Por Isadora Godoy (Especial para o Correio ) — Santa Catarina iniciou o mês de outubro com fortes chuvas que provocaram estragos em diferentes cidades, como inundações e deslizamentos de terra. Para além disso, contudo, os temporais resultaram em um conflito de terra entre povos indígenas e o governo estadual. No último dia 8, autoridades do governo de Jorginho Mello (PL) fecharam as comportas da Barragem Norte, localizada na Terra Indígena Laklãno-Xokleng , na cidade de José Boiteux, região do Vale do Itajaí.
Em meio ao temporal e ao fechamento das comportas, o reservatório transbordou, o que provocou o alagamento do território indígena. Por meio das redes sociais, Jorginho Mello comunicou, no dia 7, sobre a ação, para "evitar uma tragédia ainda maior", segundo ele, visando a prevenção de enchentes para os municípios que são cortados pelo Rio Itajaí-Açu, como a cidade de Blumenau.
Pouco após o anúncio do governador, a Justiça Federal, a partir da decisão do juiz de plantão Vitor Hugo Anderle, autorizou o fechamento da barragem, contanto que o Estado adotasse medidas que garantissem a proteção e a providência para eliminar riscos para todos os envolvidos, como a disposição de equipe de atendimento de saúde em postos 24h e água potável para a aldeia indígena.
Uma indígena da comunidade, que pediu para não ser identificada, falou ao Correio , porém, que não houve comunicação com o povo Xokleng, além de ter ocorrido o descumprimento, por parte do governo estadual, dos acordos que já haviam sido estabelecidos com o cacique local.
"Já estava acordado que a Comunidade Xokleng não iria se opor às decisões tomadas para abrir ou para fechar as comportas, mas as decisões deveriam ser comunicadas. O fechamento [das comportas] foi realizado de maneira arbitrária, sem ter o nosso consentimento."
Crise humanitária e sanitária
A indígena afirmou, ainda, que, em 8 de outubro, no dia em que a Barragem Norte foi fechada, a Polícia Militar do estado entrou na TI para intimidar a comunidade, além de ter tido uma abordagem truculenta e violenta.
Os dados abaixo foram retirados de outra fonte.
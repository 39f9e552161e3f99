//! The identity-based encryption primitive.
//!
//! The client only hands padded payloads to an [`IbeModule`] and never looks inside the
//! ciphertexts it produces, apart from asking for the embedded [`Identity`].
//!
//! ## Wire format of [`CgwKvModule`]
//!
//! ```text
//! PRELUDE (4) || VERSION (2) || HEADER LEN (4) || HEADER (*) || AES-128-GCM(PAYLOAD) (*)
//! ```
//!
//! The header (bincode) holds the identity, the KEM ciphertext and the IV, and is authenticated
//! as associated data of the payload.

use crate::artifacts::{Ciphertext, PublicKey, UserSecretKey};
use crate::consts::*;
use crate::error::Error;
use crate::identity::Identity;

use aead::{Aead, KeyInit, Payload};
use aes_gcm::{Aes128Gcm, Nonce};
use ibe::kem::{cgw_kv::CGWKV, IBKEM};
use rand::{CryptoRng, RngCore};
use serde::{Deserialize, Serialize};

/// An identity-based encryption primitive.
pub trait IbeModule {
    /// Encrypts `payload` for `identity` under the master public key `pk`.
    fn encrypt<R: RngCore + CryptoRng>(
        &self,
        pk: &PublicKey<CGWKV>,
        identity: &Identity,
        payload: &[u8],
        rng: &mut R,
    ) -> Result<Vec<u8>, Error>;

    /// Decrypts `ciphertext` using the user secret key of its identity.
    fn decrypt(&self, ciphertext: &[u8], usk: &UserSecretKey<CGWKV>) -> Result<Vec<u8>, Error>;

    /// Returns the identity `ciphertext` was encrypted for.
    fn extract_identity(&self, ciphertext: &[u8]) -> Result<Identity, Error>;
}

/// Header preceding the payload.
#[derive(Debug, Serialize, Deserialize)]
struct Header {
    identity: Identity,
    ct: Ciphertext<CGWKV>,
    iv: [u8; IV_SIZE],
}

/// CGW-KV key encapsulation with AES-128-GCM data encapsulation.
#[derive(Debug, Default, Clone, Copy)]
pub struct CgwKvModule;

fn preamble_checked(b: &[u8]) -> Result<usize, Error> {
    if b.len() < PREAMBLE_SIZE {
        return Err(Error::FormatViolation("preamble".to_string()));
    }

    if b[..PRELUDE_SIZE] != PRELUDE {
        return Err(Error::FormatViolation("prelude".to_string()));
    }

    let version = u16::from_be_bytes(b[PRELUDE_SIZE..PRELUDE_SIZE + VERSION_SIZE].try_into()?);
    if version != VERSION_V1 {
        return Err(Error::IncorrectVersion {
            expected: VERSION_V1,
            found: version,
        });
    }

    let header_len = u32::from_be_bytes(b[PRELUDE_SIZE + VERSION_SIZE..PREAMBLE_SIZE].try_into()?);
    let header_len = usize::try_from(header_len)?;
    if header_len > MAX_HEADER_SIZE {
        return Err(Error::ConstraintViolation);
    }

    Ok(header_len)
}

// Splits a ciphertext into its raw header, parsed header and encrypted payload.
fn split(b: &[u8]) -> Result<(&[u8], Header, &[u8]), Error> {
    let header_len = preamble_checked(b)?;
    let rest = &b[PREAMBLE_SIZE..];

    if rest.len() < header_len {
        return Err(Error::FormatViolation("header".to_string()));
    }

    let (header_bytes, payload) = rest.split_at(header_len);
    let header: Header = bincode::deserialize(header_bytes)?;

    Ok((header_bytes, header, payload))
}

impl IbeModule for CgwKvModule {
    fn encrypt<R: RngCore + CryptoRng>(
        &self,
        pk: &PublicKey<CGWKV>,
        identity: &Identity,
        payload: &[u8],
        rng: &mut R,
    ) -> Result<Vec<u8>, Error> {
        let id = identity.derive_kem::<CGWKV>()?;
        let (ct, ss) = CGWKV::encaps(&pk.0, &id, rng);

        let mut iv = [0u8; IV_SIZE];
        rng.fill_bytes(&mut iv);

        let header_buf = bincode::serialize(&Header {
            identity: identity.clone(),
            ct: Ciphertext(ct),
            iv,
        })?;

        let aead = Aes128Gcm::new_from_slice(&ss.0[..KEY_SIZE])?;
        let enc = aead.encrypt(
            Nonce::from_slice(&iv),
            Payload {
                msg: payload,
                aad: &header_buf,
            },
        )?;

        let mut out = Vec::with_capacity(PREAMBLE_SIZE + header_buf.len() + enc.len());
        out.extend_from_slice(&PRELUDE);
        out.extend_from_slice(&VERSION_V1.to_be_bytes());
        out.extend_from_slice(&u32::try_from(header_buf.len())?.to_be_bytes());
        out.extend_from_slice(&header_buf);
        out.extend_from_slice(&enc);

        Ok(out)
    }

    fn decrypt(&self, ciphertext: &[u8], usk: &UserSecretKey<CGWKV>) -> Result<Vec<u8>, Error> {
        let (header_bytes, header, payload) = split(ciphertext)?;

        if payload.len() < TAG_SIZE {
            return Err(Error::FormatViolation("payload".to_string()));
        }

        let ss = CGWKV::decaps(None, &usk.0, &header.ct.0).map_err(|_e| Error::KEM)?;

        let aead = Aes128Gcm::new_from_slice(&ss.0[..KEY_SIZE])?;
        let plain = aead.decrypt(
            Nonce::from_slice(&header.iv),
            Payload {
                msg: payload,
                aad: header_bytes,
            },
        )?;

        Ok(plain)
    }

    fn extract_identity(&self, ciphertext: &[u8]) -> Result<Identity, Error> {
        let (_, header, _) = split(ciphertext)?;
        Ok(header.identity)
    }
}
Segundo ela, a polícia fez uso de spray de pimenta, gás lacrimogêneo, bala de borracha, e até disparo de arma de fogo, que atingiu o ombro de um indígena, onde ainda encontra-se o projétil, denunciou.
Além disso, contou, o governo de Santa Catarina tampouco cumpriu com a decisão da Justiça Federal, ao não prover a assistência necessária frente às fortes chuvas e ao alagamento das aldeias. "Estamos vivendo uma crise humanitária e sanitária. Não temos água potável, nem qualquer assistência médica, ou meios para o acesso aos médicos. Fomos abandonados pelo Estado, temos famílias desabrigadas e ilhadas."
Imagem enviada pela indígena para mostrar as condições da água na aldeia
"Alguns indígenas deixaram suas terras, com receio de suas casas ficarem submersas, indo para regiões da comunidade que estão em uma área de menor risco, não apenas para a proteção, mas como resistência contra o governo", acrescentou a fonte.
Entre os dias 13 e 14 de outubro, pela primeira vez na história da Barragem Norte, o reservatório atingiu a sua capacidade e começou a verter, que é o acontece quando a água passa por cima da estrutura chamada de vertedouro.
Em razão disso, no dia 15, um domingo, foi iniciada a abertura das comportas do reservatório, mas apenas uma delas conseguiu ser aberta em sua totalidade, enquanto a segunda apresentou uma dificuldade técnica, postergando a operação.
Nesse mesmo dia, ainda pela manhã, a comunidade de Xokleng foi surpreendida mais uma vez pela presença da Polícia militar nas terras indígenas, com o envio de viaturas e um helicóptero. Segundo a indígena, foi mais uma tentativa de intimidação e controle.
Perguntada sobre o Ministério dos Povos Indígenas, ela comentou que estão "prestando assistência, com a doação de alimentos e medicamentos, além de estarem dialogando para que acordos sejam estabelecidos e cumpridos". Entramos em contato com a pasta, e foram enviados apenas documentos e notícias sobre os reforços enviados para Santa Catarina para a ajuda humanitária emergencial às vítimas das inundações.
Foram realizadas, também, diversas tentativas de contato tanto com o governo de Santa Catarina quanto com a Defesa Civil, mas, até a publicação desta nota, o Correio não obteve resposta em relação às medidas adotadas pelo estado para o cuidado e proteção dos povos indígenas, acometidos pelos alagamentos frente ao fechamento da Barragem Norte.